I can never forget that wrinkled face when, during the crux of my life, he visited me in prison. I cannot endure to stare into his pained expression. He looked so gloomy, so disappointed, so discouraged.

Suddenly, he looked older. He is no longer the strong and determined man I leaned upon whenever I needed support. He is no longer the sage who have an answer to every query. Tears trickled in my cheeks not in self pity but for the man I caused so much pain. He spoke slowly, releasing a charge that pierced the innermost shell of my life.

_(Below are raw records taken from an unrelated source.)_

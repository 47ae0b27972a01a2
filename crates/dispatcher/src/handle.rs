//! BlockingHandle - per-item completion signal with its own deadline
//!
//! A handle is split in two halves created together at enqueue time:
//! - [`BlockingHandle`] stays with the caller and is awaited
//! - [`HandleReleaser`] travels with the item through the collector and dispatcher
//!
//! The outcome is decided by a single compare-and-swap on the shared state,
//! so exactly one of released / timed out is ever observed.

use std::fmt;
use std::sync::atomic::{AtomicU8, Ordering};
use std::sync::Arc;
use std::time::Duration;

use tokio::sync::Notify;
use tokio::time::Instant;

use contracts::BatchError;

const PENDING: u8 = 0;
const RELEASED: u8 = 1;
const TIMED_OUT: u8 = 2;

/// Lifecycle of a handle
#[derive(Debug, Clone, Copy, PartialEq, Eq)]
pub enum HandleState {
    /// Waiting for its batch to complete
    Pending,
    /// Batch completed successfully (terminal)
    Released,
    /// Deadline elapsed before release (terminal)
    TimedOut,
}

impl HandleState {
    fn from_raw(raw: u8) -> Self {
        match raw {
            RELEASED => HandleState::Released,
            TIMED_OUT => HandleState::TimedOut,
            _ => HandleState::Pending,
        }
    }
}

#[derive(Debug)]
struct Shared {
    state: AtomicU8,
    notify: Notify,
    created_at: Instant,
    deadline: Instant,
}

impl Shared {
    fn state(&self) -> HandleState {
        HandleState::from_raw(self.state.load(Ordering::Acquire))
    }

    fn transition(&self, to: u8) -> bool {
        self.state
            .compare_exchange(PENDING, to, Ordering::AcqRel, Ordering::Acquire)
            .is_ok()
    }
}

/// Create a handle pair whose deadline is `thread_timeout` from now
pub fn handle_pair(thread_timeout: Duration) -> (BlockingHandle, HandleReleaser) {
    let created_at = Instant::now();
    let deadline = created_at + thread_timeout;
    let shared = Arc::new(Shared {
        state: AtomicU8::new(PENDING),
        notify: Notify::new(),
        created_at,
        deadline,
    });

    let handle = BlockingHandle {
        shared: Arc::clone(&shared),
        created_at,
        deadline,
        timeout: thread_timeout,
    };
    (handle, HandleReleaser { shared })
}

/// Caller side of a handle
pub struct BlockingHandle {
    shared: Arc<Shared>,
    created_at: Instant,
    deadline: Instant,
    timeout: Duration,
}

impl BlockingHandle {
    /// Current state
    pub fn state(&self) -> HandleState {
        self.shared.state()
    }

    /// Instant at which the handle times out
    pub fn deadline(&self) -> Instant {
        self.deadline
    }

    /// Time left before the deadline (zero once elapsed)
    pub fn remaining(&self) -> Duration {
        self.deadline.saturating_duration_since(Instant::now())
    }

    /// Time since the item was enqueued
    pub fn elapsed(&self) -> Duration {
        self.created_at.elapsed()
    }

    /// Wait until the batch containing this item completes or the deadline elapses.
    ///
    /// # Errors
    /// Returns `BatchError::Timeout` if the handle was not released in time.
    pub async fn wait(self) -> Result<(), BatchError> {
        loop {
            match self.shared.state() {
                HandleState::Released => return Ok(()),
                HandleState::TimedOut => return Err(self.timeout_error()),
                HandleState::Pending => {}
            }

            tokio::select! {
                _ = self.shared.notify.notified() => {
                    // re-check state on the next iteration
                }
                _ = tokio::time::sleep_until(self.deadline) => {
                    if self.shared.transition(TIMED_OUT) {
                        return Err(self.timeout_error());
                    }
                    // lost the race against release
                }
            }
        }
    }

    fn timeout_error(&self) -> BatchError {
        BatchError::Timeout {
            waited_ms: self.timeout.as_millis() as u64,
        }
    }
}

impl fmt::Debug for BlockingHandle {
    fn fmt(&self, f: &mut fmt::Formatter<'_>) -> fmt::Result {
        f.debug_struct("BlockingHandle")
            .field("state", &self.state())
            .field("remaining", &self.remaining())
            .finish()
    }
}

/// Dispatcher side of a handle
pub struct HandleReleaser {
    shared: Arc<Shared>,
}

impl HandleReleaser {
    /// Release the waiting caller.
    ///
    /// Returns `true` if this call moved the handle to `Released`. Releasing an
    /// already released or timed out handle is a no-op returning `false`.
    /// A release arriving after the deadline settles the handle as timed out.
    pub fn release(&self) -> bool {
        let target = if Instant::now() >= self.shared.deadline {
            TIMED_OUT
        } else {
            RELEASED
        };
        let moved = self.shared.transition(target);
        if moved {
            self.shared.notify.notify_one();
        }
        moved && target == RELEASED
    }

    /// Instant the handle pair was created, i.e. when the item was enqueued
    pub fn created_at(&self) -> Instant {
        self.shared.created_at
    }

    /// Current state
    pub fn state(&self) -> HandleState {
        self.shared.state()
    }
}

impl fmt::Debug for HandleReleaser {
    fn fmt(&self, f: &mut fmt::Formatter<'_>) -> fmt::Result {
        f.debug_struct("HandleReleaser")
            .field("state", &self.state())
            .finish()
    }
}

“I taught you how to become a man. I taught him how to vanquish a foe. But I also taught you how to conquer yourself.”

There was no reproach. What persisted was the mutual feeling we had for both.

And he left, leaving me with his parting words. “Beat the storm, son…” I did.

He died four days before my twentieth birthday. He was eighty. On his death bed, Inang Baket casually asked him, “Are you leaving?” He nodded weakly, flashed a faint smile, and was gone.

When we placed his coffin to its final resting place, I didn’t shed a tear. He hates it. I tried hard to conceal my emotions. I wanted to please him even if he was gone.

He should have been proud of me. Not only that I conquered myself, I also beat the storm. It was for him that I wrote this story, as a tribute to a man who taught me to love life and live with it.

Amang Lakay, eighty years old. War veteran, a hardy pioneer, teacher, adviser, father and friend. He was also my grandfather.